* **Required work**
Everything from the line that holds "Get a 1-bit pixel value." to the end of the entries below should be printed again, word for word, and nothing more.

* **Given records**
+++

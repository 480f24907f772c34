//! Pixel access functions
//!
//! Low-level functions for getting and setting individual pixels.
//!
//! # Pixel packing
//!
//! Pixels are packed MSB-to-LSB within each 32-bit word. In a 1-bit image,
//! pixel 0 occupies bit 31 of the first word; in an 8-bit image it occupies
//! bits 31..24.

use super::{Pix, PixMut, PixelDepth};
use crate::color;
use crate::error::{Error, Result};

#[inline]
fn read_packed(data: &[u32], wpl: u32, depth: PixelDepth, x: u32, y: u32) -> u32 {
    let line = &data[(y * wpl) as usize..((y + 1) * wpl) as usize];
    match depth {
        PixelDepth::Bit1 => get_data_bit(line, x),
        PixelDepth::Bit8 => get_data_byte(line, x),
        PixelDepth::Bit32 => line[x as usize],
    }
}

#[inline]
fn write_packed(data: &mut [u32], wpl: u32, depth: PixelDepth, x: u32, y: u32, val: u32) {
    let line = &mut data[(y * wpl) as usize..((y + 1) * wpl) as usize];
    match depth {
        PixelDepth::Bit1 => set_data_bit(line, x, val),
        PixelDepth::Bit8 => set_data_byte(line, x, val),
        PixelDepth::Bit32 => line[x as usize] = val,
    }
}

impl Pix {
    /// Get a pixel value at (x, y).
    ///
    /// Returns `None` if coordinates are out of bounds.
    pub fn get_pixel(&self, x: u32, y: u32) -> Option<u32> {
        if x >= self.width() || y >= self.height() {
            return None;
        }
        Some(self.get_pixel_unchecked(x, y))
    }

    /// Get a pixel value without bounds checking.
    ///
    /// # Panics
    ///
    /// Panics if `y >= height`; `x >= width` reads padding or panics.
    #[inline]
    pub fn get_pixel_unchecked(&self, x: u32, y: u32) -> u32 {
        read_packed(self.data(), self.wpl(), self.depth(), x, y)
    }

    /// Get RGB values at (x, y).
    ///
    /// Only valid for 32-bit images.
    pub fn get_rgb(&self, x: u32, y: u32) -> Option<(u8, u8, u8)> {
        if self.depth() != PixelDepth::Bit32 {
            return None;
        }
        self.get_pixel(x, y).map(color::extract_rgb)
    }
}

impl PixMut {
    /// Get a pixel value at (x, y).
    pub fn get_pixel(&self, x: u32, y: u32) -> Option<u32> {
        if x >= self.width() || y >= self.height() {
            return None;
        }
        Some(self.get_pixel_unchecked(x, y))
    }

    /// Get a pixel value without bounds checking.
    #[inline]
    pub fn get_pixel_unchecked(&self, x: u32, y: u32) -> u32 {
        read_packed(self.data(), self.wpl(), self.depth(), x, y)
    }

    /// Set a pixel value at (x, y).
    ///
    /// The value is masked to the image depth.
    ///
    /// # Errors
    ///
    /// Returns [`Error::IndexOutOfBounds`] if coordinates are out of bounds.
    pub fn set_pixel(&mut self, x: u32, y: u32, val: u32) -> Result<()> {
        if x >= self.width() || y >= self.height() {
            return Err(Error::IndexOutOfBounds {
                x,
                y,
                width: self.width(),
                height: self.height(),
            });
        }
        self.set_pixel_unchecked(x, y, val);
        Ok(())
    }

    /// Set a pixel value without bounds checking.
    ///
    /// # Panics
    ///
    /// Panics if `y >= height`.
    #[inline]
    pub fn set_pixel_unchecked(&mut self, x: u32, y: u32, val: u32) {
        let wpl = self.wpl();
        let depth = self.depth();
        write_packed(self.data_mut(), wpl, depth, x, y, val & depth.max_value());
    }

    /// Set an RGB pixel at (x, y).
    ///
    /// Only valid for 32-bit images.
    pub fn set_rgb(&mut self, x: u32, y: u32, r: u8, g: u8, b: u8) -> Result<()> {
        if self.depth() != PixelDepth::Bit32 {
            return Err(Error::UnsupportedDepth(self.depth().bits()));
        }
        self.set_pixel(x, y, color::compose_rgb(r, g, b))
    }

    /// Set an RGBA pixel at (x, y).
    ///
    /// Only valid for 32-bit images; the image is marked as 4 samples per pixel.
    pub fn set_rgba(&mut self, x: u32, y: u32, r: u8, g: u8, b: u8, a: u8) -> Result<()> {
        if self.depth() != PixelDepth::Bit32 {
            return Err(Error::UnsupportedDepth(self.depth().bits()));
        }
        self.set_spp(4);
        self.set_pixel(x, y, color::compose_rgba(r, g, b, a))
    }
}

/// Get a 1-bit pixel value.
#[inline]
pub fn get_data_bit(line: &[u32], x: u32) -> u32 {
    (line[(x >> 5) as usize] >> (31 - (x & 31))) & 1
}

/// Set a 1-bit pixel value.
#[inline]
pub fn set_data_bit(line: &mut [u32], x: u32, val: u32) {
    let word = &mut line[(x >> 5) as usize];
    let mask = 1u32 << (31 - (x & 31));
    if val & 1 != 0 {
        *word |= mask;
    } else {
        *word &= !mask;
    }
}

/// Get an 8-bit pixel value.
#[inline]
pub fn get_data_byte(line: &[u32], x: u32) -> u32 {
    (line[(x >> 2) as usize] >> (24 - 8 * (x & 3))) & 0xff
}

/// Set an 8-bit pixel value.
#[inline]
pub fn set_data_byte(line: &mut [u32], x: u32, val: u32) {
    let word = &mut line[(x >> 2) as usize];
    let shift = 24 - 8 * (x & 3);
    *word = (*word & !(0xff << shift)) | ((val & 0xff) << shift);
}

+++

* **Solution for this exercise**
/// Get a 1-bit pixel value.
#[inline]
pub fn get_data_bit(line: &[u32], x: u32) -> u32 {
    (line[(x >> 5) as usize] >> (31 - (x & 31))) & 1
}

/// Set a 1-bit pixel value.
#[inline]
pub fn set_data_bit(line: &mut [u32], x: u32, val: u32) {
    let word = &mut line[(x >> 5) as usize];
    let mask = 1u32 << (31 - (x & 31));
    if val & 1 != 0 {
        *word |= mask;
    } else {
        *word &= !mask;
    }
}

/// Get an 8-bit pixel value.
#[inline]
pub fn get_data_byte(line: &[u32], x: u32) -> u32 {
    (line[(x >> 2) as usize] >> (24 - 8 * (x & 3))) & 0xff
}

/// Set an 8-bit pixel value.
#[inline]
pub fn set_data_byte(line: &mut [u32], x: u32, val: u32) {
    let word = &mut line[(x >> 2) as usize];
    let shift = 24 - 8 * (x & 3);
    *word = (*word & !(0xff << shift)) | ((val & 0xff) << shift);
}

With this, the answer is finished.